By Lindiwe Miyambu, Group Executive for Human Capital at African Bank
As we celebrate Women’s Month and focus on the theme of “Generation Equality: Realising Women’s Rights for an Equal Future”, I felt that this was a good time to refocus our energy on gender-based violence (GBV), particularly in the workplace. Workplace bullying thrives because the perpetrators wield their power with such arrogance that they believe the recipient will not speak up. Sadly, they are often correct.
I feel we have to approach the campaign against GBV as an ever-present obligation in the greater scheme of our rights and responsibilities as citizens.
A Pressing Human Rights Issue
In acting upon the resolve to add my voice to the rising chorus of anti-Gender-Based-Violence pleas, my first instinct was to approach it from the angle of Human Resource Management, my particular field of expertise. The more I thought about it, however, the more apparent it became that it is impossible to compartmentalise the myriad of issues that GBV throws into sharp focus. While it is true that work forms a major part of our adult lives, and the workplace is indeed the site of many a struggle, the alarmingly widespread incidence of violence against women and children in South Africa today, mark it out as a pressing human rights issue.
As we amplify our voices and intensify our efforts in the fight against the societal scourge that is GBV, it will be important to realise that the sheer scale of the problem means that we cannot defeat this foe by fighting in silos. The foundation we must build upon is one that prioritises solidarity, singularity of purpose, and compassion as the cornerstones of our movement towards restoration.
The Noticeable Spike
Having lived with the Covid-19 pandemic for the last 18 months, it is concerning that there has also been a noticeable spike in the preponderance of violence against women and children. Often, it has felt like we are faced with two pandemics, with the more vulnerable lives in our midst caught between a twin-pronged assault on their safety and wellbeing. Often, in the justifiable outrage over the mind boggling violence that GBV entails, it becomes tempting to lose sight of the fact that there is no possibility of building a wall between victims and perpetrators. The building blocks of the human family, the natural human need for companionship, the inextricable ways in which, as a social species, our collective welfare is bound up together, mean that the solution lies only in finding each other again.

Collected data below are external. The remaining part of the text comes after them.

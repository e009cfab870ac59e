//! Classification source table builder.
//!
//! Loads one source file into its own staging table and records the
//! inserted count in the catalog, both inside a single transaction.

use crate::catalog::MetadataCatalog;
use crate::schema::{is_constraint_violation, quote_ident, sqlite_err, staging_table};
use crate::source::SourceReader;
use accmap_core::{AccmapResult, ClassificationName, HeaderPolicy, SchemaError, ACCESSION_COLUMN};
use rusqlite::{params, Connection};
use std::path::Path;

/// Outcome of staging one classification.
#[derive(Debug, Clone, PartialEq, Eq)]
pub struct StageReport {
    pub classification: ClassificationName,
    /// Rows written to the staging table
    pub inserted: u64,
    /// Lines carrying the absence sentinel, not stored
    pub skipped_absent: u64,
}

/// Build (or rebuild) the staging table for `name` from `source`.
///
/// Any malformed line or duplicate accession rolls back the whole load; a
/// previous staging table for the same classification is only replaced when
/// the new load commits.
pub fn stage_classification(
    conn: &mut Connection,
    name: &ClassificationName,
    source: &Path,
    description: &str,
    header: HeaderPolicy,
) -> AccmapResult<StageReport> {
    let reader = SourceReader::open(source, header)?;
    let table = quote_ident(&staging_table(name));

    let tx = conn.transaction().map_err(sqlite_err)?;
    tx.execute_batch(&format!(
        "DROP TABLE IF EXISTS {table};
         CREATE TABLE {table} (
             {key} TEXT PRIMARY KEY,
             value {value_type} NOT NULL
         ) WITHOUT ROWID;",
        key = quote_ident(ACCESSION_COLUMN),
        value_type = name.value_type().sql_type(),
    ))
    .map_err(sqlite_err)?;

    let mut inserted = 0u64;
    let mut skipped_absent = 0u64;
    {
        let mut stmt = tx
            .prepare(&format!(
                "INSERT INTO {table} ({}, value) VALUES (?1, ?2)",
                quote_ident(ACCESSION_COLUMN)
            ))
            .map_err(sqlite_err)?;

        for record in reader {
            let record = record?;
            if record.is_absent() {
                skipped_absent += 1;
                continue;
            }
            let result = stmt.execute(params![record.accession, record.value]);
            match result {
                Ok(_) => inserted += 1,
                Err(e) if is_constraint_violation(&e) => {
                    return Err(SchemaError::DuplicateAccession {
                        classification: name.to_string(),
                        accession: record.accession,
                        line: record.line,
                    }
                    .into());
                }
                Err(e) => return Err(sqlite_err(e)),
            }
        }
    }
    // The staging table name is case-insensitive too: a pending load under
    // another spelling was just replaced, and so is its catalog record.
    MetadataCatalog::new(&tx).register(name, description, inserted)?;
    tx.commit().map_err(sqlite_err)?;

    tracing::info!(
        classification = %name,
        inserted,
        skipped_absent,
        source = %source.display(),
        "Staged classification"
    );

    Ok(StageReport {
        classification: name.clone(),
        inserted,
        skipped_absent,
    })
}
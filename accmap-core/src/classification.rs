//! Classification names and the identifiers the store reserves.

use crate::error::{AccmapResult, SchemaError};
use serde::{Deserialize, Serialize};
use std::fmt;

/// Name of the primary key column in the mapping table.
pub const ACCESSION_COLUMN: &str = "Accession";

/// Catalog key holding the store-wide description and total row count.
pub const GENERAL_KEY: &str = "general";

/// Catalog key holding the edition marker.
pub const EDITION_KEY: &str = "edition";

/// The absence sentinel. Never a valid classification id.
pub const ABSENT: i64 = 0;

const MAX_NAME_LEN: usize = 64;

/// Classification names in common use.
pub mod well_known {
    pub const TAXONOMY: &str = "Taxonomy";
    pub const GTDB: &str = "GTDB";
    pub const EGGNOG: &str = "eggNOG";
    pub const INTERPRO2GO: &str = "INTERPRO2GO";
    pub const SEED: &str = "SEED";
    pub const KEGG: &str = "KEGG";
    pub const EC: &str = "EC";

    pub const ALL: [&str; 7] = [TAXONOMY, GTDB, EGGNOG, INTERPRO2GO, SEED, KEGG, EC];
}

/// Value type of a classification column. Only integers are stored today.
#[derive(Debug, Clone, Copy, PartialEq, Eq, Hash, Serialize, Deserialize)]
pub enum ValueType {
    Integer,
}

impl ValueType {
    pub fn sql_type(self) -> &'static str {
        match self {
            ValueType::Integer => "INTEGER",
        }
    }
}

/// A validated classification name.
///
/// The name doubles as a physical column name, so it must be a plain
/// identifier: `[A-Za-z_][A-Za-z0-9_]*`, at most 64 characters, and not one
/// of the reserved words `Accession`, `general` or `edition`.
#[derive(Debug, Clone, PartialEq, Eq, Hash, PartialOrd, Ord, Serialize, Deserialize)]
#[serde(try_from = "String", into = "String")]
pub struct ClassificationName(String);

impl ClassificationName {
    pub fn new(name: impl Into<String>) -> AccmapResult<Self> {
        let name = name.into();
        validate_name(&name)?;
        Ok(Self(name))
    }

    pub fn as_str(&self) -> &str {
        &self.0
    }

    /// Value type of this classification's column.
    pub fn value_type(&self) -> ValueType {
        ValueType::Integer
    }
}

fn validate_name(name: &str) -> Result<(), SchemaError> {
    let invalid = |reason: &str| SchemaError::InvalidClassificationName {
        name: name.to_string(),
        reason: reason.to_string(),
    };

    let mut chars = name.chars();
    match chars.next() {
        None => return Err(invalid("name is empty")),
        Some(c) if !(c.is_ascii_alphabetic() || c == '_') => {
            return Err(invalid("must start with a letter or underscore"))
        }
        Some(_) => {}
    }
    if !chars.all(|c| c.is_ascii_alphanumeric() || c == '_') {
        return Err(invalid("only letters, digits and underscores are allowed"));
    }
    if name.len() > MAX_NAME_LEN {
        return Err(invalid("longer than 64 characters"));
    }
    for reserved in [ACCESSION_COLUMN, GENERAL_KEY, EDITION_KEY] {
        if name.eq_ignore_ascii_case(reserved) {
            return Err(invalid("reserved name"));
        }
    }
    Ok(())
}

impl fmt::Display for ClassificationName {
    fn fmt(&self, f: &mut fmt::Formatter<'_>) -> fmt::Result {
        f.write_str(&self.0)
    }
}

impl AsRef<str> for ClassificationName {
    fn as_ref(&self) -> &str {
        &self.0
    }
}

impl TryFrom<String> for ClassificationName {
    type Error = SchemaError;

    fn try_from(value: String) -> Result<Self, Self::Error> {
        validate_name(&value)?;
        Ok(Self(value))
    }
}

impl From<ClassificationName> for String {
    fn from(name: ClassificationName) -> Self {
        name.0
    }
}

/// Catalog entry for one classification.
#[derive(Debug, Clone, PartialEq, Eq, Serialize, Deserialize)]
pub struct ClassificationInfo {
    pub name: ClassificationName,
    pub description: String,
    pub count: u64,
}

There is a great and pressing work to be done, in addressing the root causes of GBV. We need to strive to find the dignity of our shared humanity. This means that, in the family as well as in the workplace, the idea that one gender is superior to another must end.
A Power Play?
The obsession with power must give way to a renewed appreciation of our common humanity. Our differences must once again, as intended, give rise to cooperation and collaboration, not cut throat competition and domination. The girl child must be rescued from her long relegation into the margins of potential and possibility, and the boy child must be socialised into accepting equality as a given. In the workplace, the interactions between colleagues must be divested of dynamics that have no place in professional environments. Women and children must be safe, both in the home and beyond its walls.
It is important to remember the sacrifices of those who have gone before, titans who lived their lives in earnest pursuit of justice. To these selfless pioneers of struggle, heroic women who fought to liberate this country, we owe a continued striving towards their vision. The present is also a place that demands our active participation, just as future generations can only inherit the world we strive to create.
The commitment towards building a society free of GBV is one that we are all duty-bound and capable of making. We must all commit. We must all believe, and act.